Red nail polish …
Pink nail polish …
Black glitter nail polish …
She wanted them all. Back and forth she went to my dresser, bringing a new color with her every time. After each time, she would plop down on the footstool I had placed in front of me, extending the same pointer finger over and over, urging me to paint it with the newest color. When it was all said and done, she had six different colors on her between her toes and hands, only then was she satisfied.
I flashed back to a time when I was not much older than her. My father sitting across from me at the dining room table. Patiently painting little lady bugs onto my small expanse of nail. A warmth in his eyes, and a sparkle in mine. I am Daddy’s little princess.
Time readjusts and I am back in the current moment. Guilt weighing heavy on my heart. Did I have that loving, patient expression on my face, like my father? Or could she see the irritation? Could she see that after the continuous, unending back and forth bringing of various nail polishes, I was getting impatient. Why couldn’t she just pick one? Furthermore, why couldn’t she sit still long enough for me to blow on them till they were dry enough. Why did she immediately pull her hand back and crunch her fingers into a fist, pulling on my patience even more as she unfolded them to reveal the fresh smudges.

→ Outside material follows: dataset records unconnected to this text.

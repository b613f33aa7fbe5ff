//! Client stream state machine (RFC 7540 §5.1)

use bytes::{Bytes, BytesMut};

use surge_core::Headers;

use super::{H2Error, Reason};
use crate::client::Response;

#[derive(Clone, Copy, Debug, PartialEq, Eq)]
pub enum StreamState {
    Idle,
    Open,
    HalfClosedLocal,
    HalfClosedRemote,
    Closed,
}

/// One request/response exchange on a connection
#[derive(Debug)]
pub struct H2Stream {
    pub id: u32,
    pub state: StreamState,
    /// Outbound credit; may go negative after a SETTINGS change
    pub send_window: i64,
    /// Inbound credit we have granted
    pub recv_window: i64,
    status: Option<u16>,
    headers: Headers,
    trailers: Headers,
    body: BytesMut,
    reset: Option<Reason>,
}

impl H2Stream {
    pub fn new(id: u32, send_window: u32, recv_window: u32) -> Self {
        Self {
            id,
            state: StreamState::Idle,
            send_window: send_window as i64,
            recv_window: recv_window as i64,
            status: None,
            headers: Headers::new(),
            trailers: Headers::new(),
            body: BytesMut::new(),
            reset: None,
        }
    }

    fn stream_err(&self, reason: Reason) -> H2Error {
        H2Error::Stream {
            stream_id: self.id,
            reason,
        }
    }

    /// Our HEADERS went out
    pub fn send_headers(&mut self, end_stream: bool) {
        if self.state == StreamState::Idle {
            self.state = if end_stream {
                StreamState::HalfClosedLocal
            } else {
                StreamState::Open
            };
        }
    }

    /// Our final DATA frame carried END_STREAM
    pub fn send_end_stream(&mut self) {
        self.state = match self.state {
            StreamState::Open => StreamState::HalfClosedLocal,
            StreamState::HalfClosedRemote => StreamState::Closed,
            other => other,
        };
    }

    fn recv_end_stream(&mut self) {
        self.state = match self.state {
            StreamState::Open => StreamState::HalfClosedRemote,
            StreamState::HalfClosedLocal => StreamState::Closed,
            other => other,
        };
    }

    fn can_receive(&self) -> bool {
        matches!(self.state, StreamState::Open | StreamState::HalfClosedLocal)
    }

    /// A decoded header block arrived
    pub fn recv_headers(
        &mut self,
        fields: Vec<(String, String)>,
        end_stream: bool,
    ) -> Result<(), H2Error> {
        if !self.can_receive() {
            return Err(self.stream_err(Reason::STREAM_CLOSED));
        }

        if self.status.is_none() {
            let mut status = None;
            let mut headers = Headers::new();
            for (name, value) in fields {
                if name == ":status" {
                    status = value.parse::<u16>().ok();
                } else if !name.starts_with(':') {
                    headers.append(name, value);
                }
            }
            let status = status.ok_or_else(|| self.stream_err(Reason::PROTOCOL_ERROR))?;
            // Informational responses precede the real one
            if (100..200).contains(&status) {
                return Ok(());
            }
            self.status = Some(status);
            self.headers = headers;
        } else {
            if !end_stream {
                return Err(self.stream_err(Reason::PROTOCOL_ERROR));
            }
            for (name, value) in fields {
                self.trailers.append(name, value);
            }
        }

        if end_stream {
            self.recv_end_stream();
        }
        Ok(())
    }

    /// A DATA payload arrived; flow control is settled by the connection
    pub fn recv_data(&mut self, data: Bytes, end_stream: bool) -> Result<(), H2Error> {
        if !self.can_receive() || self.status.is_none() {
            return Err(self.stream_err(Reason::STREAM_CLOSED));
        }
        self.body.extend_from_slice(&data);
        if end_stream {
            self.recv_end_stream();
        }
        Ok(())
    }

    pub fn recv_reset(&mut self, reason: Reason) {
        self.reset = Some(reason);
        self.state = StreamState::Closed;
    }

    /// Final status, once response headers arrived
    pub fn status(&self) -> Option<u16> {
        self.status
    }

    pub fn reset_reason(&self) -> Option<Reason> {
        self.reset
    }

    /// Peer finished its half
    pub fn is_remote_closed(&self) -> bool {
        matches!(self.state, StreamState::HalfClosedRemote | StreamState::Closed)
    }

    pub fn body_len(&self) -> usize {
        self.body.len()
    }

    pub fn into_response(self) -> Response {
        Response {
            status: self.status.unwrap_or_default(),
            headers: self.headers,
            trailers: self.trailers,
            body: self.body.freeze(),
        }
    }
}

And then the real question…why did this bother me so much?
I knew the answer. Control.
Like so many other things in my life, what really irritated me most was the lack of control. But why? It’s just nail polish. It can be wiped off, reapplied, and so on and so forth. Even more is the fact that my daughter is 2.5 years-old, she doesn’t care if it looks perfect or uniform. She isn’t rigid in these ways, yet. Not like her mother.
The best part for her wasn’t that her nails were painted, but that I had painted them. Her mother. Something she has seen me do for myself a thousand times. She was happy that this special attention was being paid to her, and she wanted to draw out that moment as long as she could.
I ponder this now, even as I write this. Where is the fine line between controlling a situation and realizing not everything needs to be controlled? How many situations in the future will I realize this too late, after the moment has passed?
I hope it won’t be many. I hope my desire for control won’t hinder her desire for life, her thirst for connection, for love. I hope that I can be present with her, feel the joy with her, and not care about every outcome as if it were the end of the world. I want her to remember a loving expression, and a patient smile.
And I want to remember that it’s just paint.